The Journal of Heart and Lung Transplantation
International Society for Heart and Lung Transplantation.

mTOR Inhibitors Ameliorate Ischemia-Reperfusion Injury through Endothelin-A Modulation and Reduction of Free Radical Production


      mTOR inhibitors are immunosuppressive agents used in maintenance immunosuppression. Everolimus and Sirolimus significantly influence the transmigration of immune cells after ischemia/reperfusion injury (I/R), as we showed before. This fact could explain a reduction of graft infiltration after early immunosuppressive treatment with mTOR inhibitors. The aim of our study was to investigate the underlying mechanisms by which Everolimus and Sirolimus are able to reduce I/R.


      An I/R model with human microvascular EC and human circulating immune cells (PBMC) was designed to evaluate reactive oxygen species (ROS) expression of EC and Endothelin-1 secretion of EC. For the analysis, ECs were either in naïve condition or activated with IFN-γ /TNF-α for 24h. After cell activation EC were placed under hypoxic conditions (<2% O2) for 2h and were further treated before re-oxygenation with Everolimus (10ng/ml Certican® Novartis, Basel, Switzerland) or Sirolimus (10 ng/ml Rapamune, Pfizer, NY, USA) for 2 and 24h. Untreated cells served as control and hypoxic cells served as positive control.

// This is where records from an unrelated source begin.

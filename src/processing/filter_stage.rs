// src/processing/filter_stage.rs
//! Per-channel conditioning: DC removal, band-pass, linear envelope
//!
//! Band-pass limits follow Yokoyama et al. (2019), 20-450 Hz; the 6 Hz envelope
//! low-pass approximates the mechanical contraction profile (Konrad, 2005).

use crate::config::FilterConfig;
use crate::error::SynergyResult;
use crate::processing::filters::{BandType, SosFilter};

/// Subtract the trace mean from every sample
pub fn remove_dc_offset(trace: &[f64]) -> Vec<f64> {
    if trace.is_empty() {
        return Vec::new();
    }
    let mean = trace.iter().sum::<f64>() / trace.len() as f64;
    trace.iter().map(|&x| x - mean).collect()
}

/// Full-wave rectification
pub fn rectify(trace: &[f64]) -> Vec<f64> {
    trace.iter().map(|x| x.abs()).collect()
}

/// Stateless raw-trace to envelope transform
#[derive(Debug, Clone)]
pub struct FilterStage {
    config: FilterConfig,
}

impl FilterStage {
    pub fn new(config: FilterConfig) -> Self {
        Self { config }
    }

    pub fn config(&self) -> &FilterConfig {
        &self.config
    }

    /// Zero-phase band-pass at the configured cutoffs
    pub fn bandpass(&self, trace: &[f64], sample_rate_hz: f64) -> SynergyResult<Vec<f64>> {
        let filter = SosFilter::bandpass(
            self.config.filter_order,
            self.config.bandpass_low_hz,
            self.config.bandpass_high_hz,
            sample_rate_hz,
        )?;
        Ok(filter.filtfilt(trace))
    }

    /// Rectify then zero-phase low-pass at the envelope cutoff
    pub fn linear_envelope(&self, trace: &[f64], sample_rate_hz: f64) -> SynergyResult<Vec<f64>> {
        let smoother = SosFilter::butterworth(
            self.config.envelope_order,
            self.config.envelope_cutoff_hz,
            sample_rate_hz,
            BandType::Lowpass,
        )?;
        Ok(smoother.filtfilt(&rectify(trace)))
    }

    /// Full conditioning chain; output has the input's length
    pub fn process(&self, raw: &[f64], sample_rate_hz: f64) -> SynergyResult<Vec<f64>> {
        let centered = remove_dc_offset(raw);
        let band_limited = self.bandpass(&centered, sample_rate_hz)?;
        self.linear_envelope(&band_limited, sample_rate_hz)
    }
}

impl Default for FilterStage {
    fn default() -> Self {
        Self::new(FilterConfig::default())
    }
}
// src/source/memory.rs
//! In-memory recording reader for tests and benchmarks

use crate::error::{SynergyError, SynergyResult};
use crate::source::traits::RecordingReader;
use crate::source::types::Recording;
use std::collections::HashMap;
use std::path::Path;

/// Serves pre-built recordings keyed by file name
#[derive(Debug, Clone, Default)]
pub struct InMemoryReader {
    recordings: HashMap<String, Recording>,
}

impl InMemoryReader {
    pub fn new() -> Self {
        Self::default()
    }

    /// Register a recording under a file name (no directory component)
    pub fn insert(&mut self, file_name: &str, recording: Recording) {
        self.recordings.insert(file_name.to_string(), recording);
    }

    pub fn with(mut self, file_name: &str, recording: Recording) -> Self {
        self.insert(file_name, recording);
        self
    }
}

impl RecordingReader for InMemoryReader {
    fn read(&self, path: &Path) -> SynergyResult<Recording> {
        let key = path
            .file_name()
            .map(|name| name.to_string_lossy().into_owned())
            .unwrap_or_default();

        self.recordings.get(&key).cloned().ok_or_else(|| SynergyError::FileLoad {
            path: path.to_path_buf(),
            reason: "no in-memory recording registered".to_string(),
        })
    }

    fn name(&self) -> &str {
        "memory"
    }
}

#[cfg(test)]
mod tests {
    use super::*;

    #[test]
    fn test_lookup_by_file_name() {
        let reader = InMemoryReader::new().with("trial1.csv", Recording::new(1000.0).with_channel("A", vec![1.0]));

        let recording = reader.read(Path::new("/any/folder/trial1.csv")).unwrap();
        assert_eq!(recording.sample_rate_hz, 1000.0);
        assert!(reader.read(Path::new("trial2.csv")).is_err());
    }

    #[test]
    fn test_read_selected_drops_unwanted_channels() {
        let reader = InMemoryReader::new().with(
            "trial1.csv",
            Recording::new(1000.0)
                .with_channel("R BIC", vec![1.0])
                .with_channel("GONIO", vec![0.0]),
        );

        let recording = reader
            .read_selected(Path::new("trial1.csv"), &|label| label.contains("BIC"))
            .unwrap();
        assert_eq!(recording.channels.len(), 1);
        assert_eq!(recording.channels[0].label, "R BIC");
    }
}
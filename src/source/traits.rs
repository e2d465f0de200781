// src/source/traits.rs
//! Core trait for recording file access

use crate::error::SynergyResult;
use crate::source::types::Recording;
use std::path::Path;

/// Reads one recording file into raw channel traces
pub trait RecordingReader: Send + Sync {
    /// Load every channel and the sampling rate of `path`.
    ///
    /// Failures are reported as [`SynergyError::FileLoad`](crate::error::SynergyError::FileLoad)
    /// so the loader can skip the file and keep going.
    fn read(&self, path: &Path) -> SynergyResult<Recording>;

    /// Load only the channels whose label passes `wanted`.
    ///
    /// Columns that are not wanted never fail the file. The default reads
    /// everything and drops the rest afterwards.
    fn read_selected(&self, path: &Path, wanted: &dyn Fn(&str) -> bool) -> SynergyResult<Recording> {
        let mut recording = self.read(path)?;
        recording.channels.retain(|channel| wanted(&channel.label));
        Ok(recording)
    }

    /// Short name used in logs
    fn name(&self) -> &str;
}
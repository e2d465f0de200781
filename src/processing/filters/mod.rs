// src/processing/filters/mod.rs
//! Digital filters for EMG signal conditioning

pub mod iir;
pub mod zero_phase;

pub use iir::*;
pub use zero_phase::*;

use serde::{Deserialize, Serialize};

#[derive(Debug, Clone, Copy, PartialEq, Eq, Serialize, Deserialize)]
pub enum BandType {
    Lowpass,
    Highpass,
}

/// Second-order section with `a0` normalized to 1
///
/// First-order sections are stored with `b2 = a2 = 0`.
#[derive(Debug, Clone, Copy, PartialEq)]
pub struct Biquad {
    pub b0: f64,
    pub b1: f64,
    pub b2: f64,
    pub a1: f64,
    pub a2: f64,
}

impl Biquad {
    /// Gain at DC (z = 1)
    pub fn dc_gain(&self) -> f64 {
        (self.b0 + self.b1 + self.b2) / (1.0 + self.a1 + self.a2)
    }

    /// Transposed direct form II state after an infinitely long constant input `x0`
    pub fn steady_state(&self, x0: f64) -> [f64; 2] {
        let y = self.dc_gain() * x0;
        [y - self.b0 * x0, self.b2 * x0 - self.a2 * y]
    }

    /// Advance one sample in transposed direct form II
    #[inline]
    pub fn step(&self, x: f64, state: &mut [f64; 2]) -> f64 {
        let y = self.b0 * x + state[0];
        state[0] = self.b1 * x - self.a1 * y + state[1];
        state[1] = self.b2 * x - self.a2 * y;
        y
    }

    /// Magnitude response at `freq_hz`
    pub fn magnitude_at(&self, freq_hz: f64, sample_rate_hz: f64) -> f64 {
        let w = 2.0 * std::f64::consts::PI * freq_hz / sample_rate_hz;
        // Evaluate numerator and denominator polynomials in z^-1 on the unit circle
        let eval = |c0: f64, c1: f64, c2: f64| {
            let re = c0 + c1 * w.cos() + c2 * (2.0 * w).cos();
            let im = -(c1 * w.sin() + c2 * (2.0 * w).sin());
            (re * re + im * im).sqrt()
        };
        eval(self.b0, self.b1, self.b2) / eval(1.0, self.a1, self.a2)
    }
}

      The exposure of EC to I/R caused a significant increase of ROS levels, especially in activated ECs. Treatment of naïve EC with Everolimus and Sirolimus for 2 h could prevent the upregulation of ROS production compared to the prolonged 24 h EC treatment (naïve-EC Everolimus: 2h 1.75±0.07 FI vs. 24h 2.11±0.14 FI; naïve-EC Sirolimus: 2h 1.47±0.06 FI vs. 24h 1.88±0.09 FI). Prolonged Everolimus and Sirolimus treatment significantly reduced endothelin-1 secretion of activated EC (act-EC/act-PBMC Everolimus: 2h 26.0±1.0 pg/ml vs. 24h 16.2±0.6 pg/ml; act-EC/act-PBMC Sirolimus: 2h 25.9±0.8 pg/ml vs. 24h 16.0±1.2 pg/ml; act-EC/naive-PBMC Everolimus: 2h 22.2±0.4 pg/ml vs. 24h 11.7±0.8 pg/ml; act-EC/naive-PBMC Sirolimus: 2h 24.5±0.6 pg/ml vs. 24h 13.7±0.4 pg/ml).


      mTOR inhibitors are able to reduce ROS after I/R. It seems that the protective effect diminishes within short time and the application should already be started previous to severe inflammation. Everolimus and Sirolimus are also able to reduce Endothelin-1 production. In case of inflammation long time treatment with both immunosuppressive agents can positively affect Endothelin-1 levels, preventing endothelial inflammation.